Research tools for design margins

MARVIN

Research tools for analysing design margins in complex engineered systems

Three integrated modules — parametric margin valuation, top-down margin allocation, and probabilistic margin risk — built around the Margin Value Method.

Module 2 · MARVIN

Margin Deployment Cascading

Allocate margins top-down, from stakeholder needs through requirements and architecture down to design parameters, using a chain of QFD-inspired matrices.

Overview

Margins are usually decided locally at design parameter level — an extra millimetre of clearance, a slightly larger pump, an additional safety factor. The reason for those margins lives further up: a stakeholder need, a requirement, an architectural choice. Margin Deployment Cascading makes that vertical link explicit.

The module borrows the cascading idea from Quality Function Deployment (QFD): the outputs of one matrix become the inputs of the next, so allocations made at one level of abstraction propagate and refine at the level below. Margins follow the same chain.

The cascade

Each matrix in the cascade relates two levels of abstraction. The output of one matrix — the prioritised items on its bottom edge — becomes the input of the next.

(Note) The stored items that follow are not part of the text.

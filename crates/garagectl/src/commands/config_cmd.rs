//! Config subcommand handlers.

use dialoguer::{Confirm, Input, Select};
use secrecy::SecretString;

use garage_core::Flavor;

use crate::cli::{ConfigArgs, ConfigCommand, GlobalOpts};
use crate::config::{self, Config, Profile};
use crate::error::CliError;
use crate::output;

use super::util::{self, parse_value, prompt_err};

const REDACTED: &str = "********";

const KEYS: &str = "api_url, ws_url, push, flavor, name, token_env, ca_cert, insecure, timeout, \
                    poll_interval_ms, reconnect_delay_ms, transition_ms, location_timeout_secs, \
                    latitude, longitude";

// ── Helpers ─────────────────────────────────────────────────────────

fn profile_not_found(name: String, cfg: &Config) -> CliError {
    let available: Vec<_> = cfg.profiles.keys().cloned().collect();
    CliError::ProfileNotFound {
        name,
        available: if available.is_empty() {
            "(none)".into()
        } else {
            available.join(", ")
        },
    }
}

/// Apply one `config set` key to a profile.
fn apply_setting(profile: &mut Profile, key: &str, value: String) -> Result<(), CliError> {
    match key.replace('-', "_").as_str() {
        "api_url" => profile.api_url = value,
        "ws_url" => profile.ws_url = Some(value),
        "push" => profile.push = parse_value(key, &value, "'true' or 'false'")?,
        "flavor" => {
            profile.flavor = parse_value::<Flavor>(key, &value, "'single' or 'fleet'")?;
        }
        "name" => profile.name = Some(value),
        "token_env" => profile.token_env = Some(value),
        "ca_cert" => profile.ca_cert = Some(value.into()),
        "insecure" => profile.insecure = Some(parse_value(key, &value, "'true' or 'false'")?),
        "timeout" => profile.timeout = Some(parse_value(key, &value, "a number (seconds)")?),
        "poll_interval_ms" => {
            profile.poll_interval_ms = Some(parse_value(key, &value, "a number (milliseconds)")?);
        }
        "reconnect_delay_ms" => {
            profile.reconnect_delay_ms =
                Some(parse_value(key, &value, "a number (milliseconds)")?);
        }
        "transition_ms" => {
            profile.transition_ms = Some(parse_value(key, &value, "a number (milliseconds)")?);
        }
        "location_timeout_secs" => {
            profile.location_timeout_secs = Some(parse_value(key, &value, "a number (seconds)")?);
        }
        "latitude" => profile.latitude = Some(parse_value(key, &value, "a number")?),
        "longitude" => profile.longitude = Some(parse_value(key, &value, "a number")?),
        "token" => {
            return Err(CliError::Validation {
                field: key.into(),
                reason: "use 'garagectl login' or 'garagectl config set-token'".into(),
            });
        }
        other => {
            return Err(CliError::Validation {
                field: other.into(),
                reason: format!("unknown config key '{other}'. Valid keys: {KEYS}"),
            });
        }
    }
    Ok(())
}

/// A copy of the config safe to print.
fn redacted(cfg: &Config) -> Config {
    let mut cfg = cfg.clone();
    for profile in cfg.profiles.values_mut() {
        if profile.token.is_some() {
            profile.token = Some(REDACTED.into());
        }
    }
    cfg
}

// ── Init: interactive wizard ────────────────────────────────────────

fn init(global: &GlobalOpts) -> Result<(), CliError> {
    let config_path = config::config_path();
    eprintln!("garagectl configuration wizard");
    eprintln!("   Config path: {}\n", config_path.display());

    if config_path.exists()
        && !util::confirm("A config file already exists. Overwrite it?", global.yes)?
    {
        eprintln!("Aborted.");
        return Ok(());
    }

    let profile_name: String = Input::new()
        .with_prompt("Profile name")
        .default("default".into())
        .interact_text()
        .map_err(prompt_err)?;

    let api_url: String = Input::new()
        .with_prompt("Backend URL")
        .default("http://garage.local:8000".into())
        .interact_text()
        .map_err(prompt_err)?;

    let flavors = &["Single garage (left/right door)", "Garage fleet"];
    let flavor = match Select::new()
        .with_prompt("Backend type")
        .items(flavors)
        .default(0)
        .interact()
        .map_err(prompt_err)?
    {
        0 => Flavor::Single,
        _ => Flavor::Fleet,
    };

    let push = Confirm::new()
        .with_prompt("Use the push stream for live updates?")
        .default(true)
        .interact()
        .map_err(prompt_err)?;

    let mut profile = Profile {
        flavor,
        push,
        ..Profile::new(api_url)
    };

    let location: String = Input::new()
        .with_prompt("Fixed location as 'lat,lon' (blank to skip)")
        .allow_empty(true)
        .interact_text()
        .map_err(prompt_err)?;
    if let Some((lat, lon)) = location.split_once(',') {
        profile.latitude = Some(parse_value("latitude", lat.trim(), "a number")?);
        profile.longitude = Some(parse_value("longitude", lon.trim(), "a number")?);
        profile.coordinates()?;
    }

    let mut cfg = Config {
        default_profile: Some(profile_name.clone()),
        ..Config::default()
    };
    cfg.profiles.insert(profile_name.clone(), profile);
    config::save_config(&cfg)?;

    eprintln!("\n✓ Configuration written to {}", config_path.display());
    eprintln!("  Active profile: {profile_name}");
    eprintln!("\n  Next: garagectl login");
    Ok(())
}

// ── Handler ─────────────────────────────────────────────────────────

pub fn handle(args: ConfigArgs, global: &GlobalOpts) -> Result<(), CliError> {
    match args.command {
        ConfigCommand::Init => init(global),

        ConfigCommand::Show => {
            let cfg = redacted(&config::load_config_or_default());
            let out = output::render_single(
                &global.output,
                &cfg,
                |c| serde_yaml::to_string(c).unwrap_or_else(|_| format!("{c:#?}")),
                |_| "config".into(),
            );
            output::print_output(&out, global.quiet);
            Ok(())
        }

        ConfigCommand::Set { key, value } => {
            let mut cfg = config::load_config_or_default();
            let profile_name = config::active_profile_name(global, &cfg);
            let profile = cfg
                .profiles
                .entry(profile_name.clone())
                .or_insert_with(|| Profile::new(String::new()));

            apply_setting(profile, &key, value)?;

            config::save_config(&cfg)?;
            eprintln!("✓ Set {key} on profile '{profile_name}'");
            Ok(())
        }

        ConfigCommand::Profiles => {
            let cfg = config::load_config_or_default();
            let default = cfg.default_profile.as_deref().unwrap_or("default");
            if cfg.profiles.is_empty() {
                eprintln!("No profiles configured. Run: garagectl config init");
            } else {
                for name in cfg.profiles.keys() {
                    let marker = if name == default { " *" } else { "" };
                    println!("{name}{marker}");
                }
            }
            Ok(())
        }

        ConfigCommand::Use { name } => {
            let mut cfg = config::load_config_or_default();
            if !cfg.profiles.contains_key(&name) {
                return Err(profile_not_found(name, &cfg));
            }
            cfg.default_profile = Some(name.clone());
            config::save_config(&cfg)?;
            eprintln!("✓ Default profile set to '{name}'");
            Ok(())
        }

        ConfigCommand::SetToken { profile } => {
            let cfg = config::load_config_or_default();
            let profile_name = profile.unwrap_or_else(|| config::active_profile_name(global, &cfg));
            if !cfg.profiles.contains_key(&profile_name) {
                return Err(profile_not_found(profile_name, &cfg));
            }

            let token = rpassword::prompt_password("Session token: ").map_err(prompt_err)?;
            if token.is_empty() {
                return Err(CliError::Validation {
                    field: "token".into(),
                    reason: "value cannot be empty".into(),
                });
            }
            garage_config::store_token(&profile_name, &SecretString::from(token))?;
            eprintln!("✓ Token stored in system keyring for profile '{profile_name}'");
            Ok(())
        }

        ConfigCommand::Path => {
            println!("{}", config::config_path().display());
            Ok(())
        }
    }
}

#[cfg(test)]
#[allow(clippy::unwrap_used)]
mod tests {
    use super::*;

    #[test]
    fn set_parses_typed_keys() {
        let mut profile = Profile::new("http://garage.local:8000");
        apply_setting(&mut profile, "flavor", "fleet".into()).unwrap();
        apply_setting(&mut profile, "transition-ms", "8000".into()).unwrap();
        apply_setting(&mut profile, "push", "false".into()).unwrap();

        assert_eq!(profile.flavor, Flavor::Fleet);
        assert_eq!(profile.transition_ms, Some(8000));
        assert!(!profile.push);
    }

    #[test]
    fn set_rejects_unknown_and_malformed() {
        let mut profile = Profile::default();
        assert!(matches!(
            apply_setting(&mut profile, "colour", "red".into()),
            Err(CliError::Validation { .. })
        ));
        assert!(matches!(
            apply_setting(&mut profile, "timeout", "soon".into()),
            Err(CliError::Validation { .. })
        ));
        assert!(matches!(
            apply_setting(&mut profile, "token", "abc".into()),
            Err(CliError::Validation { .. })
        ));
    }

    #[test]
    fn show_never_prints_tokens() {
        let mut cfg = Config::default();
        let mut profile = Profile::new("http://garage.local:8000");
        profile.token = Some("s3cret".into());
        cfg.profiles.insert("home".into(), profile);

        let shown = redacted(&cfg);
        assert_eq!(shown.profiles["home"].token.as_deref(), Some(REDACTED));
    }
}
// ── Domain model ──
//
// Canonical representations consumers (the CLI) depend on. Wire types
// from garage-api are translated into these at the reconciliation seam.

pub mod activity;
pub mod device;
pub mod device_id;
pub mod intent;

pub use activity::{Activity, ActivityKind};
pub use device::{Device, DoorState, SensorReading};
pub use device_id::DeviceId;
pub use intent::CommandIntent;

// Wire-level vocabulary shared with the API crate.
pub use garage_api::{Coordinates, DoorAction, ReportedState};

  1. Stakeholder needs → requirements Translate stakeholder needs (the “voice of the customer”) into measurable system requirements, with weights that reflect their relative importance.
  2. Requirements → architecture Map weighted requirements onto the architectural elements (subsystems, functional blocks) that contribute to satisfying them.
  3. Architecture → design parameters Decompose architectural-level allocations into the design parameters that engineers actually set, producing target margins on each parameter.

Key features

What the module gives you on top of pen-and-paper QFD.

Linked matrices

Edits at one level automatically update inputs at the next, so the cascade stays consistent without manual copy-paste between sheets.

Margin allocation

Each cell in a relationship matrix can carry a contribution weight; the module rolls these up to give a target margin on every design parameter.

House-of-quality view

For each pair of levels, optionally view the relationship matrix in classic house-of-quality form, with correlation triangle on top.

Sankey overview

Flow diagram from stakeholder needs to design parameters, so you can read off where any given margin allocation came from at a glance.

Where it fits

This module is most useful early in the design, before there is a parametric model that Margin Value Analysis can act on.

Use the cascade to set where margins should live and how big they should be at each level of abstraction. Once parametric models become available, the targets produced here become the requirements that Margin Value Analysis evaluates against, closing the loop between top-down allocation and bottom-up valuation.